#### BRIEF:
In the data below, how many lines contain the word "named"? Answer with the number alone.

#### EXERCISE MATERIALS:
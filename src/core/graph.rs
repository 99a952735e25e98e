use petgraph::graph::{DiGraph, NodeIndex};
use petgraph::visit::Dfs;
use serde::{Deserialize, Serialize};
use std::cmp::Ordering;
use std::collections::HashMap;
use std::hash::{Hash, Hasher};
use std::path::{Path, PathBuf};

use super::AnalysisError;

/// Separator between a file and a declaration, and between a receiver and its method.
pub const QUALIFIER: &str = "::";

#[derive(Debug, Clone, Serialize, Deserialize, PartialEq, Eq, Hash, Copy)]
pub enum DeclarationKind {
    Function,
    Method,
    Type,
    Value,
    FileRoot,
}

#[derive(Debug, Clone, Serialize, Deserialize, PartialEq, Eq, Hash, Copy)]
pub struct Span {
    pub start_line: usize,
    pub start_column: usize,
    pub end_line: usize,
    pub end_column: usize,
}

/// A named top-level definition in one source file.
///
/// Identity is the `(file_path, name)` pair; `kind` and `span` are carried
/// along for entrypoint detection and rendering but never compared.
#[derive(Debug, Clone, Serialize, Deserialize)]
pub struct Declaration {
    pub file_path: PathBuf,
    pub name: String,
    pub kind: DeclarationKind,
    pub span: Option<Span>,
}

impl Declaration {
    pub fn new(file_path: PathBuf, name: String, kind: DeclarationKind) -> Self {
        Self {
            file_path,
            name,
            kind,
            span: None,
        }
    }

    /// Sentinel standing for code at file scope, outside any named declaration.
    pub fn file_root(file_path: PathBuf) -> Self {
        Self::new(file_path, String::new(), DeclarationKind::FileRoot)
    }

    pub fn with_span(mut self, span: Span) -> Self {
        self.span = Some(span);
        self
    }

    pub fn is_file_root(&self) -> bool {
        self.name.is_empty()
    }

    pub fn qualified_name(&self) -> String {
        let file = self.file_path.to_string_lossy();
        if self.is_file_root() {
            return file.into_owned();
        }
        qualify(&[&file, &self.name])
    }

    /// `<relative-file-path>::<name>`, relative to the project root.
    pub fn display_name(&self, root: &Path) -> Result<String, AnalysisError> {
        let relative = self.relative_path(root)?;
        let relative = relative.to_string_lossy();
        if self.is_file_root() {
            return Ok(relative.into_owned());
        }
        Ok(qualify(&[&relative, &self.name]))
    }

    pub fn relative_path(&self, root: &Path) -> Result<PathBuf, AnalysisError> {
        self.file_path
            .strip_prefix(root)
            .map(Path::to_path_buf)
            .map_err(|_| AnalysisError::PathOutsideRoot {
                path: self.file_path.clone(),
                root: root.to_path_buf(),
            })
    }
}

impl PartialEq for Declaration {
    fn eq(&self, other: &Self) -> bool {
        self.file_path == other.file_path && self.name == other.name
    }
}

impl Eq for Declaration {}

impl Hash for Declaration {
    fn hash<H: Hasher>(&self, state: &mut H) {
        self.file_path.hash(state);
        self.name.hash(state);
    }
}

impl PartialOrd for Declaration {
    fn partial_cmp(&self, other: &Self) -> Option<Ordering> {
        Some(self.cmp(other))
    }
}

impl Ord for Declaration {
    fn cmp(&self, other: &Self) -> Ordering {
        self.file_path
            .cmp(&other.file_path)
            .then_with(|| self.name.cmp(&other.name))
    }
}

/// One import statement. `alias` defaults to the last segment of `path`.
#[derive(Debug, Clone, Serialize, Deserialize, PartialEq, Eq, Hash, PartialOrd, Ord)]
pub struct Import {
    pub alias: String,
    pub path: String,
}

impl Import {
    pub fn new(path: String, alias: Option<String>) -> Self {
        let alias = alias.unwrap_or_else(|| {
            path.rsplit('/')
                .next()
                .unwrap_or(path.as_str())
                .to_string()
        });
        Self { alias, path }
    }
}

pub fn qualify(parts: &[&str]) -> String {
    parts.join(QUALIFIER)
}

/// Directed "references" graph between declarations.
///
/// Edges are deduplicated and self-edges are never stored.
#[derive(Debug, Default)]
pub struct ReferenceGraph {
    graph: DiGraph<Declaration, ()>,
    node_map: HashMap<Declaration, NodeIndex>,
}

impl ReferenceGraph {
    pub fn new() -> Self {
        Self::default()
    }

    /// Returns `false` when the node was already present.
    pub fn add_node(&mut self, declaration: Declaration) -> bool {
        if self.node_map.contains_key(&declaration) {
            return false;
        }
        self.insert_node(declaration);
        true
    }

    /// Returns `false` for self-edges and edges that already exist.
    pub fn add_edge(&mut self, from: Declaration, to: Declaration) -> bool {
        if from == to || self.contains_edge(&from, &to) {
            return false;
        }
        let source = self.index_of_or_insert(from);
        let target = self.index_of_or_insert(to);
        self.graph.add_edge(source, target, ());
        true
    }

    pub fn contains_node(&self, declaration: &Declaration) -> bool {
        self.node_map.contains_key(declaration)
    }

    pub fn contains_edge(&self, from: &Declaration, to: &Declaration) -> bool {
        match (self.node_map.get(from), self.node_map.get(to)) {
            (Some(&source), Some(&target)) => self.graph.contains_edge(source, target),
            _ => false,
        }
    }

    pub fn nodes(&self) -> impl Iterator<Item = &Declaration> {
        self.graph.node_weights()
    }

    pub fn edges(&self) -> impl Iterator<Item = (&Declaration, &Declaration)> {
        self.graph
            .raw_edges()
            .iter()
            .map(|edge| (&self.graph[edge.source()], &self.graph[edge.target()]))
    }

    /// Direct targets of `declaration`; empty when it is not a node.
    pub fn targets<'a>(&'a self, declaration: &Declaration) -> Vec<&'a Declaration> {
        match self.node_map.get(declaration) {
            Some(&index) => self
                .graph
                .neighbors(index)
                .map(|target| &self.graph[target])
                .collect(),
            None => Vec::new(),
        }
    }

    pub fn node_count(&self) -> usize {
        self.graph.node_count()
    }

    pub fn edge_count(&self) -> usize {
        self.graph.edge_count()
    }

    /// Depth-first traversal from every root at once; each reachable node is
    /// visited exactly once. Roots that are not nodes are ignored.
    pub fn dfs<F>(&self, roots: &[Declaration], mut visitor: F)
    where
        F: FnMut(&Declaration),
    {
        let mut dfs = Dfs::empty(&self.graph);
        for root in roots {
            let Some(&start) = self.node_map.get(root) else {
                continue;
            };
            dfs.move_to(start);
            while let Some(index) = dfs.next(&self.graph) {
                visitor(&self.graph[index]);
            }
        }
    }

    fn index_of_or_insert(&mut self, declaration: Declaration) -> NodeIndex {
        match self.node_map.get(&declaration) {
            Some(&index) => index,
            None => self.insert_node(declaration),
        }
    }

    fn insert_node(&mut self, declaration: Declaration) -> NodeIndex {
        let index = self.graph.add_node(declaration.clone());
        self.node_map.insert(declaration, index);
        index
    }
}
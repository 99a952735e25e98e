use std::collections::{BTreeMap, HashMap};
use std::fmt::{self, Write as _};
use std::fs;
use std::path::{Path, PathBuf};

use crate::core::{Analysis, AnalysisError, Declaration};

const ENTRYPOINT_COLOR: &str = "palegreen";
const UNREACHABLE_COLOR: &str = "lightcoral";
const CLUSTER_COLOR: &str = "lightgrey";

/// Graphviz DOT rendering of a reference graph: one cluster per file,
/// entrypoints and unreachable declarations highlighted.
pub struct DotFormatter {
    highlight: bool,
}

impl DotFormatter {
    pub fn new() -> Self {
        Self { highlight: true }
    }

    pub fn with_highlight(mut self, highlight: bool) -> Self {
        self.highlight = highlight;
        self
    }

    /// Writes `<project>.dot` into `output_dir` and returns its path.
    pub fn format_to_dir(
        &self,
        analysis: &Analysis,
        output_dir: &Path,
    ) -> Result<PathBuf, AnalysisError> {
        let output_path = output_dir.join(format!("{}.dot", analysis.project_name()));
        self.format_to_file(analysis, &output_path)?;
        Ok(output_path)
    }

    pub fn format_to_file(&self, analysis: &Analysis, output_path: &Path) -> Result<(), AnalysisError> {
        let content = self.format_graph(analysis)?;
        fs::write(output_path, content).map_err(|err| AnalysisError::io(output_path, err))
    }

    pub fn format_graph(&self, analysis: &Analysis) -> Result<String, AnalysisError> {
        // file -> declarations, both sorted so the output is stable
        let mut files: BTreeMap<&Path, Vec<&Declaration>> = BTreeMap::new();
        for declaration in analysis.graph.nodes() {
            files
                .entry(declaration.file_path.as_path())
                .or_default()
                .push(declaration);
        }

        let mut clusters = Vec::with_capacity(files.len());
        for (file_path, mut declarations) in files {
            declarations.sort();
            let label = file_path
                .strip_prefix(&analysis.root)
                .map_err(|_| AnalysisError::PathOutsideRoot {
                    path: file_path.to_path_buf(),
                    root: analysis.root.clone(),
                })?
                .to_string_lossy()
                .into_owned();
            clusters.push((label, declarations));
        }

        let mut out = String::new();
        self.write_dot(analysis, &clusters, &mut out)?;
        Ok(out)
    }

    fn write_dot(
        &self,
        analysis: &Analysis,
        clusters: &[(String, Vec<&Declaration>)],
        out: &mut String,
    ) -> fmt::Result {
        let mut ids: HashMap<&Declaration, String> = HashMap::new();
        writeln!(out, "digraph \"{}\" {{", escape(&analysis.project_name()))?;
        writeln!(out, "  node [shape=box, style=filled, fillcolor=white];")?;

        for (cluster, (label, declarations)) in clusters.iter().enumerate() {
            writeln!(out, "  subgraph \"cluster_{cluster}\" {{")?;
            writeln!(out, "    label=\"{}\";", escape(label))?;
            writeln!(out, "    style=filled;")?;
            writeln!(out, "    color={CLUSTER_COLOR};")?;

            for declaration in declarations {
                let id = format!("n{}", ids.len());
                let name = if declaration.is_file_root() {
                    label.as_str()
                } else {
                    declaration.name.as_str()
                };
                writeln!(
                    out,
                    "    \"{id}\" [label=\"{}\"{}];",
                    escape(name),
                    self.fill(analysis, declaration)
                )?;
                ids.insert(*declaration, id);
            }
            writeln!(out, "  }}")?;
        }

        let mut edges: Vec<(&Declaration, &Declaration)> = analysis.graph.edges().collect();
        edges.sort();
        for (from, to) in edges {
            if let (Some(from_id), Some(to_id)) = (ids.get(from), ids.get(to)) {
                writeln!(out, "  \"{from_id}\" -> \"{to_id}\";")?;
            }
        }

        writeln!(out, "}}")
    }

    fn fill(&self, analysis: &Analysis, declaration: &Declaration) -> String {
        if !self.highlight {
            return String::new();
        }
        if analysis.entrypoints.contains(declaration) {
            format!(", fillcolor={ENTRYPOINT_COLOR}")
        } else if analysis.unreachable.contains(declaration) {
            format!(", fillcolor={UNREACHABLE_COLOR}")
        } else {
            String::new()
        }
    }
}

impl Default for DotFormatter {
    fn default() -> Self {
        Self::new()
    }
}

fn escape(text: &str) -> String {
    text.replace('\\', "\\\\").replace('"', "\\\"")
}
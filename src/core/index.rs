use std::collections::HashMap;
use std::path::Path;
use tracing::warn;

use super::module_path::module_for_file;
use super::{AnalysisError, Declaration};
use crate::parsers::go::FileDeclarations;

/// Two files of one module declaring the same name.
#[derive(Debug, Clone, PartialEq, Eq)]
pub struct NameCollision {
    pub module: String,
    pub name: String,
    pub kept: Declaration,
    pub replaced: Declaration,
}

/// module -> declaration name -> declaration
#[derive(Debug, Default)]
pub struct DeclarationIndex {
    modules: HashMap<String, HashMap<String, Declaration>>,
    collisions: Vec<NameCollision>,
}

impl DeclarationIndex {
    /// Merges every file's declarations into the namespace of its directory.
    ///
    /// Files are merged in the order given; when two files of one module
    /// declare the same name the later file wins and the collision is recorded.
    pub fn build<'a, I>(
        files: I,
        project_root: &Path,
        root_module: &str,
    ) -> Result<Self, AnalysisError>
    where
        I: IntoIterator<Item = &'a FileDeclarations>,
    {
        let mut index = Self::default();

        for file in files {
            let module = module_for_file(&file.file_path, project_root, root_module)?;
            let namespace = index.modules.entry(module.clone()).or_default();

            for (name, declaration) in &file.declarations {
                let Some(replaced) = namespace.insert(name.clone(), declaration.clone()) else {
                    continue;
                };
                if replaced == *declaration {
                    continue;
                }
                warn!(
                    module = %module,
                    name = %name,
                    kept = %declaration.file_path.display(),
                    replaced = %replaced.file_path.display(),
                    "declaration name collides within module; keeping the later file"
                );
                index.collisions.push(NameCollision {
                    module: module.clone(),
                    name: name.clone(),
                    kept: declaration.clone(),
                    replaced,
                });
            }
        }

        Ok(index)
    }

    pub fn lookup(&self, module: &str, name: &str) -> Option<&Declaration> {
        self.modules.get(module)?.get(name)
    }

    pub fn modules(&self) -> impl Iterator<Item = &str> {
        self.modules.keys().map(String::as_str)
    }

    pub fn collisions(&self) -> &[NameCollision] {
        &self.collisions
    }
}
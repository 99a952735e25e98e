use std::io::Write;

use crate::core::{Analysis, AnalysisError};

/// Plain listing of unreachable declarations, one `<file>::<name>` per line.
pub struct UnreachableFormatter;

impl UnreachableFormatter {
    pub fn new() -> Self {
        Self
    }

    pub fn format_analysis(&self, analysis: &Analysis) -> Result<String, AnalysisError> {
        let mut output = String::new();
        for name in analysis.unreachable_names()? {
            output.push_str(&name);
            output.push('\n');
        }
        Ok(output)
    }

    pub fn write_to<W: Write>(&self, analysis: &Analysis, mut out: W) -> Result<(), AnalysisError> {
        let listing = self.format_analysis(analysis)?;
        out.write_all(listing.as_bytes())
            .map_err(|err| AnalysisError::io("<output>", err))
    }
}

impl Default for UnreachableFormatter {
    fn default() -> Self {
        Self::new()
    }
}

#### REPLY:
2